* Required action *
The answer must consist only of the lines from the line with "let mid = rect.origin.x + half;" to the line with "let mut list = DrawList::new();", both included, exactly as they stand below.

Stored data entries:
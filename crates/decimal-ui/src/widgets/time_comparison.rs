use decimal_engine::coords::{Rect, Vec2};
use decimal_engine::scene::shapes::TextCmd;
use decimal_engine::scene::{FontFamily, Stroke};
use decimal_time::{format_percent_of_day, format_standard_time, DecimalTime, StandardTime};

use crate::painter::Painter;
use crate::widget::Widget;

const VALUE_SIZE: f32 = 18.0;
const LABEL_SIZE: f32 = 11.0;
const MAX_WIDTH: f32 = 320.0;

/// Side-by-side standard wall-clock time and day progress.
pub struct TimeComparison {
    standard: StandardTime,
    decimal: DecimalTime,
}

impl TimeComparison {
    pub fn new(standard: StandardTime, decimal: DecimalTime) -> Self {
        Self { standard, decimal }
    }

    /// `(value, label)` for each block, left to right.
    pub fn blocks(&self) -> [(String, &'static str); 2] {
        [
            (format_standard_time(&self.standard), "Standard Time"),
            (format_percent_of_day(&self.decimal), "Day Progress"),
        ]
    }
}

impl Widget for TimeComparison {
    fn measure(&self, max_width: f32) -> Vec2 {
        Vec2::new(max_width.min(MAX_WIDTH), VALUE_SIZE * 1.4 + 6.0 + LABEL_SIZE * 1.4)
    }

    fn paint(&self, painter: &mut Painter, rect: Rect) {
        let p = painter.palette;
        let half = rect.size.x / 2.0;
        let value_y = rect.origin.y + VALUE_SIZE * 0.7;
        let label_y = rect.origin.y + VALUE_SIZE * 1.4 + 6.0 + LABEL_SIZE * 0.7;

        for (i, (value, label)) in self.blocks().into_iter().enumerate() {
            let x = rect.origin.x + half * (i as f32 + 0.5);
            painter.text(
                TextCmd::new(value, Vec2::new(x, value_y), VALUE_SIZE, p.text_primary)
                    .family(FontFamily::Mono)
                    .weight(500),
            );
            painter.text(
                TextCmd::new(label.to_uppercase(), Vec2::new(x, label_y), LABEL_SIZE, p.text_muted)
                    .weight(500)
                    .letter_spacing(0.08),
            );
        }

        let mid = rect.origin.x + half;
        painter.line(
            Vec2::new(mid, rect.origin.y + 4.0),
            Vec2::new(mid, rect.max().y - 4.0),
            Stroke::new(1.0, p.border),
            None,
        );
    }
}

#[cfg(test)]
mod tests {
    use decimal_engine::scene::{DrawCmd, DrawList};
    use decimal_engine::theme::Theme;
    use decimal_time::to_decimal_time;

    use super::*;

    #[test]
    fn shows_wall_clock_and_progress() {
        let standard = StandardTime::new(18, 30, 5, 0).unwrap();
        let widget = TimeComparison::new(standard, to_decimal_time(&standard));

        let mut list = DrawList::new();
        let mut painter = Painter::new(&mut list, Theme::Sunset.palette());
        widget.paint(&mut painter, Rect::new(0.0, 0.0, 320.0, 50.0));

        let texts: Vec<String> = list
            .items()
            .iter()
            .filter_map(|i| match &i.cmd {
                DrawCmd::Text(t) => Some(t.text.clone()),
                _ => None,
            })
            .collect();
        assert_eq!(texts, vec!["18:30:05", "STANDARD TIME", "77.09%", "DAY PROGRESS"]);
    }

    #[test]
    fn width_is_capped() {
        let standard = StandardTime::MIDNIGHT;
        let widget = TimeComparison::new(standard, to_decimal_time(&standard));
        assert_eq!(widget.measure(1000.0).x, MAX_WIDTH);
        assert_eq!(widget.measure(200.0).x, 200.0);
    }
}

* Result of this exercise *
        let mid = rect.origin.x + half;
        painter.line(
            Vec2::new(mid, rect.origin.y + 4.0),
            Vec2::new(mid, rect.max().y - 4.0),
            Stroke::new(1.0, p.border),
            None,
        );
    }
}

#[cfg(test)]
mod tests {
    use decimal_engine::scene::{DrawCmd, DrawList};
    use decimal_engine::theme::Theme;
    use decimal_time::to_decimal_time;

    use super::*;

    #[test]
    fn shows_wall_clock_and_progress() {
        let standard = StandardTime::new(18, 30, 5, 0).unwrap();
        let widget = TimeComparison::new(standard, to_decimal_time(&standard));

        let mut list = DrawList::new();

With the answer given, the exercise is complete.